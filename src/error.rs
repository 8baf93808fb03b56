//! Error types for the block storage core
//!
//! Provides structured error types for lifecycle operations, drivers,
//! scheduling, quota and configuration. Every variant belongs to exactly one
//! [`ErrorKind`], and user-facing Detail codes are resolved from the variant
//! itself (see [`crate::message::Detail::for_error`]).

use thiserror::Error;

/// Unified error type for the block storage core
#[derive(Error, Debug)]
pub enum Error {
    // =========================================================================
    // Internal Errors
    // =========================================================================
    #[error("Internal error: {0}")]
    Internal(String),

    #[error("Configuration error: {0}")]
    Configuration(String),

    #[error("Invalid input: {reason}")]
    InvalidInput { reason: String },

    // =========================================================================
    // Invalid State Errors
    // =========================================================================
    #[error("Invalid volume: {reason}")]
    InvalidVolume { reason: String },

    #[error("Invalid snapshot: {reason}")]
    InvalidSnapshot { reason: String },

    #[error("Invalid backup: {reason}")]
    InvalidBackup { reason: String },

    #[error("Invalid attach mode '{mode}' for volume {volume_id}")]
    InvalidVolumeAttachMode { mode: String, volume_id: String },

    #[error("Volume type {name} is in use or protected: {reason}")]
    VolumeTypeInUse { name: String, reason: String },

    #[error("Volume type already exists: {name}")]
    VolumeTypeExists { name: String },

    // =========================================================================
    // Not Found Errors
    // =========================================================================
    #[error("Volume not found: {volume_id}")]
    VolumeNotFound { volume_id: String },

    #[error("Snapshot not found: {snapshot_id}")]
    SnapshotNotFound { snapshot_id: String },

    #[error("Backup not found: {backup_id}")]
    BackupNotFound { backup_id: String },

    #[error("Attachment not found: {attachment_id}")]
    AttachmentNotFound { attachment_id: String },

    #[error("Volume type not found: {type_id}")]
    VolumeTypeNotFound { type_id: String },

    #[error("QoS specs not found: {qos_id}")]
    QosSpecsNotFound { qos_id: String },

    #[error("Message not found: {message_id}")]
    MessageNotFound { message_id: String },

    #[error("Backend object not found: {backend} - {reference}")]
    BackendObjectNotFound { backend: String, reference: String },

    #[error("Backend not found: {host}")]
    BackendNotFound { host: String },

    // =========================================================================
    // Backend Availability Errors
    // =========================================================================
    #[error("Volume driver not initialized: {backend}")]
    DriverNotInitialized { backend: String },

    #[error("Service not found: {service}")]
    ServiceNotFound { service: String },

    #[error("Backend unavailable: {backend}")]
    BackendUnavailable { backend: String },

    // =========================================================================
    // Driver Operation Errors
    // =========================================================================
    #[error("Backend operation failed: {backend} - {operation}: {reason}")]
    BackendOperationFailed {
        backend: String,
        operation: String,
        reason: String,
    },

    #[error("Backup driver operation failed: {service} - {operation}: {reason}")]
    BackupOperationFailed {
        service: String,
        operation: String,
        reason: String,
    },

    #[error("Snapshot is busy: {snapshot_id}")]
    SnapshotIsBusy { snapshot_id: String },

    #[error("Image of {image_size} GB is too big for volume of {volume_size} GB")]
    ImageTooBig { image_size: u64, volume_size: u64 },

    // =========================================================================
    // Scheduling Errors
    // =========================================================================
    #[error("No valid backend was found: {reason}")]
    NoValidBackend { reason: String },

    // =========================================================================
    // Quota Errors
    // =========================================================================
    #[error("Maximum number of volumes allowed ({allowed}) exceeded")]
    VolumeLimitExceeded { allowed: u64 },

    #[error("Maximum number of snapshots allowed ({allowed}) exceeded")]
    SnapshotLimitExceeded { allowed: u64 },

    #[error("Maximum number of backups allowed ({allowed}) exceeded")]
    BackupLimitExceeded { allowed: u64 },

    #[error("Requested {requested} GB exceeds the allowed gigabytes quota ({allowed} GB)")]
    GigabytesLimitExceeded { requested: u64, allowed: u64 },

    #[error("Maximum number of images allowed ({allowed}) exceeded")]
    ImageLimitExceeded { allowed: u64 },

    // =========================================================================
    // Manage Existing Errors
    // =========================================================================
    #[error("Manage existing volume failed due to invalid backend reference {reference}: {reason}")]
    ManageExistingInvalidReference { reference: String, reason: String },

    #[error("Failed to manage existing volume {reference}: already managed")]
    ManageExistingAlreadyManaged { reference: String },

    // =========================================================================
    // Concurrency Errors
    // =========================================================================
    #[error("Resource busy: {resource}")]
    ResourceBusy { resource: String },

    // =========================================================================
    // Parse Errors
    // =========================================================================
    #[error("JSON parse error: {0}")]
    JsonParse(#[from] serde_json::Error),

    #[error("YAML parse error: {0}")]
    YamlParse(#[from] serde_yaml::Error),

    // =========================================================================
    // IO Errors
    // =========================================================================
    #[error("IO error: {0}")]
    Io(#[from] std::io::Error),
}

/// Closed failure taxonomy every error belongs to
#[derive(Debug, Clone, Copy, PartialEq, Eq, Hash)]
pub enum ErrorKind {
    /// Precondition on resource status violated
    InvalidState,
    /// Referenced resource or backend object missing
    NotFound,
    /// Driver not initialized or service down
    BackendUnavailable,
    /// Backend call raised during a mutating operation
    DriverOperationFailed,
    /// No eligible backend
    SchedulingFailed,
    /// Quota limit hit
    QuotaExceeded,
    /// Manage-existing reference malformed or already managed
    InvalidReference,
    /// Malformed configuration or request input
    ConfigurationError,
    /// Resource lock could not be taken
    Busy,
    /// Anything else
    Internal,
}

impl std::fmt::Display for ErrorKind {
    fn fmt(&self, f: &mut std::fmt::Formatter<'_>) -> std::fmt::Result {
        match self {
            ErrorKind::InvalidState => write!(f, "invalid_state"),
            ErrorKind::NotFound => write!(f, "not_found"),
            ErrorKind::BackendUnavailable => write!(f, "backend_unavailable"),
            ErrorKind::DriverOperationFailed => write!(f, "driver_operation_failed"),
            ErrorKind::SchedulingFailed => write!(f, "scheduling_failed"),
            ErrorKind::QuotaExceeded => write!(f, "quota_exceeded"),
            ErrorKind::InvalidReference => write!(f, "invalid_reference"),
            ErrorKind::ConfigurationError => write!(f, "configuration_error"),
            ErrorKind::Busy => write!(f, "busy"),
            ErrorKind::Internal => write!(f, "internal"),
        }
    }
}

impl Error {
    /// Taxonomy bucket of this error
    pub fn kind(&self) -> ErrorKind {
        match self {
            Error::InvalidVolume { .. }
            | Error::InvalidSnapshot { .. }
            | Error::InvalidBackup { .. }
            | Error::InvalidVolumeAttachMode { .. }
            | Error::VolumeTypeInUse { .. }
            | Error::VolumeTypeExists { .. } => ErrorKind::InvalidState,

            Error::VolumeNotFound { .. }
            | Error::SnapshotNotFound { .. }
            | Error::BackupNotFound { .. }
            | Error::AttachmentNotFound { .. }
            | Error::VolumeTypeNotFound { .. }
            | Error::QosSpecsNotFound { .. }
            | Error::MessageNotFound { .. }
            | Error::BackendObjectNotFound { .. }
            | Error::BackendNotFound { .. } => ErrorKind::NotFound,

            Error::DriverNotInitialized { .. }
            | Error::ServiceNotFound { .. }
            | Error::BackendUnavailable { .. } => ErrorKind::BackendUnavailable,

            Error::BackendOperationFailed { .. }
            | Error::BackupOperationFailed { .. }
            | Error::SnapshotIsBusy { .. }
            | Error::ImageTooBig { .. } => ErrorKind::DriverOperationFailed,

            Error::NoValidBackend { .. } => ErrorKind::SchedulingFailed,

            Error::VolumeLimitExceeded { .. }
            | Error::SnapshotLimitExceeded { .. }
            | Error::BackupLimitExceeded { .. }
            | Error::GigabytesLimitExceeded { .. }
            | Error::ImageLimitExceeded { .. } => ErrorKind::QuotaExceeded,

            Error::ManageExistingInvalidReference { .. }
            | Error::ManageExistingAlreadyManaged { .. } => ErrorKind::InvalidReference,

            Error::Configuration(_)
            | Error::InvalidInput { .. }
            | Error::JsonParse(_)
            | Error::YamlParse(_) => ErrorKind::ConfigurationError,

            Error::ResourceBusy { .. } => ErrorKind::Busy,

            Error::Internal(_) | Error::Io(_) => ErrorKind::Internal,
        }
    }

    /// Stable class name of the error, used in logs and API bodies
    pub fn name(&self) -> &'static str {
        match self {
            Error::Internal(_) => "Internal",
            Error::Configuration(_) => "Configuration",
            Error::InvalidInput { .. } => "InvalidInput",
            Error::InvalidVolume { .. } => "InvalidVolume",
            Error::InvalidSnapshot { .. } => "InvalidSnapshot",
            Error::InvalidBackup { .. } => "InvalidBackup",
            Error::InvalidVolumeAttachMode { .. } => "InvalidVolumeAttachMode",
            Error::VolumeTypeInUse { .. } => "VolumeTypeInUse",
            Error::VolumeTypeExists { .. } => "VolumeTypeExists",
            Error::VolumeNotFound { .. } => "VolumeNotFound",
            Error::SnapshotNotFound { .. } => "SnapshotNotFound",
            Error::BackupNotFound { .. } => "BackupNotFound",
            Error::AttachmentNotFound { .. } => "AttachmentNotFound",
            Error::VolumeTypeNotFound { .. } => "VolumeTypeNotFound",
            Error::QosSpecsNotFound { .. } => "QosSpecsNotFound",
            Error::MessageNotFound { .. } => "MessageNotFound",
            Error::BackendObjectNotFound { .. } => "BackendObjectNotFound",
            Error::BackendNotFound { .. } => "BackendNotFound",
            Error::DriverNotInitialized { .. } => "DriverNotInitialized",
            Error::ServiceNotFound { .. } => "ServiceNotFound",
            Error::BackendUnavailable { .. } => "BackendUnavailable",
            Error::BackendOperationFailed { .. } => "BackendOperationFailed",
            Error::BackupOperationFailed { .. } => "BackupOperationFailed",
            Error::SnapshotIsBusy { .. } => "SnapshotIsBusy",
            Error::ImageTooBig { .. } => "ImageTooBig",
            Error::NoValidBackend { .. } => "NoValidBackend",
            Error::VolumeLimitExceeded { .. } => "VolumeLimitExceeded",
            Error::SnapshotLimitExceeded { .. } => "SnapshotLimitExceeded",
            Error::BackupLimitExceeded { .. } => "BackupLimitExceeded",
            Error::GigabytesLimitExceeded { .. } => "GigabytesLimitExceeded",
            Error::ImageLimitExceeded { .. } => "ImageLimitExceeded",
            Error::ManageExistingInvalidReference { .. } => "ManageExistingInvalidReference",
            Error::ManageExistingAlreadyManaged { .. } => "ManageExistingAlreadyManaged",
            Error::ResourceBusy { .. } => "ResourceBusy",
            Error::JsonParse(_) => "JsonParse",
            Error::YamlParse(_) => "YamlParse",
            Error::Io(_) => "Io",
        }
    }

    /// Check if this error reports a missing resource or backend object
    pub fn is_not_found(&self) -> bool {
        self.kind() == ErrorKind::NotFound
    }

    /// Shorthand for a failed driver call
    pub fn backend_failed(
        backend: impl Into<String>,
        operation: impl Into<String>,
        reason: impl Into<String>,
    ) -> Self {
        Error::BackendOperationFailed {
            backend: backend.into(),
            operation: operation.into(),
            reason: reason.into(),
        }
    }
}

/// Result type alias for the block storage core
pub type Result<T> = std::result::Result<T, Error>;

#[cfg(test)]
mod tests {
    use super::*;

    #[test]
    fn test_error_kinds() {
        let err = Error::NoValidBackend {
            reason: "no pools".into(),
        };
        assert_eq!(err.kind(), ErrorKind::SchedulingFailed);

        let err = Error::SnapshotLimitExceeded { allowed: 10 };
        assert_eq!(err.kind(), ErrorKind::QuotaExceeded);

        let err = Error::ManageExistingInvalidReference {
            reference: "{}".into(),
            reason: "empty".into(),
        };
        assert_eq!(err.kind(), ErrorKind::InvalidReference);

        let err = Error::DriverNotInitialized {
            backend: "lvm".into(),
        };
        assert_eq!(err.kind(), ErrorKind::BackendUnavailable);
        assert_eq!(err.name(), "DriverNotInitialized");
    }

    #[test]
    fn test_not_found() {
        let missing = Error::BackendObjectNotFound {
            backend: "memory".into(),
            reference: "vol-1".into(),
        };
        assert!(missing.is_not_found());

        let failed = Error::backend_failed("memory", "delete_volume", "io timeout");
        assert!(!failed.is_not_found());
        assert_eq!(failed.kind(), ErrorKind::DriverOperationFailed);
    }
}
————————
Among the lines above, repeat exactly those from the line with "pub fn is_not_found(&self)" to the line with "let missing = Error::BackendObjectNotFound", counting both ends.

=== EXERCISE RESPONSE ===
    pub fn is_not_found(&self) -> bool {
        self.kind() == ErrorKind::NotFound
    }

    /// Shorthand for a failed driver call
    pub fn backend_failed(
        backend: impl Into<String>,
        operation: impl Into<String>,
        reason: impl Into<String>,
    ) -> Self {
        Error::BackendOperationFailed {
            backend: backend.into(),
            operation: operation.into(),
            reason: reason.into(),
        }
    }
}

/// Result type alias for the block storage core
pub type Result<T> = std::result::Result<T, Error>;

#[cfg(test)]
mod tests {
    use super::*;

    #[test]
    fn test_error_kinds() {
        let err = Error::NoValidBackend {
            reason: "no pools".into(),
        };
        assert_eq!(err.kind(), ErrorKind::SchedulingFailed);

        let err = Error::SnapshotLimitExceeded { allowed: 10 };
        assert_eq!(err.kind(), ErrorKind::QuotaExceeded);

        let err = Error::ManageExistingInvalidReference {
            reference: "{}".into(),
            reason: "empty".into(),
        };
        assert_eq!(err.kind(), ErrorKind::InvalidReference);

        let err = Error::DriverNotInitialized {
            backend: "lvm".into(),
        };
        assert_eq!(err.kind(), ErrorKind::BackendUnavailable);
        assert_eq!(err.name(), "DriverNotInitialized");
    }

    #[test]
    fn test_not_found() {
        let missing = Error::BackendObjectNotFound {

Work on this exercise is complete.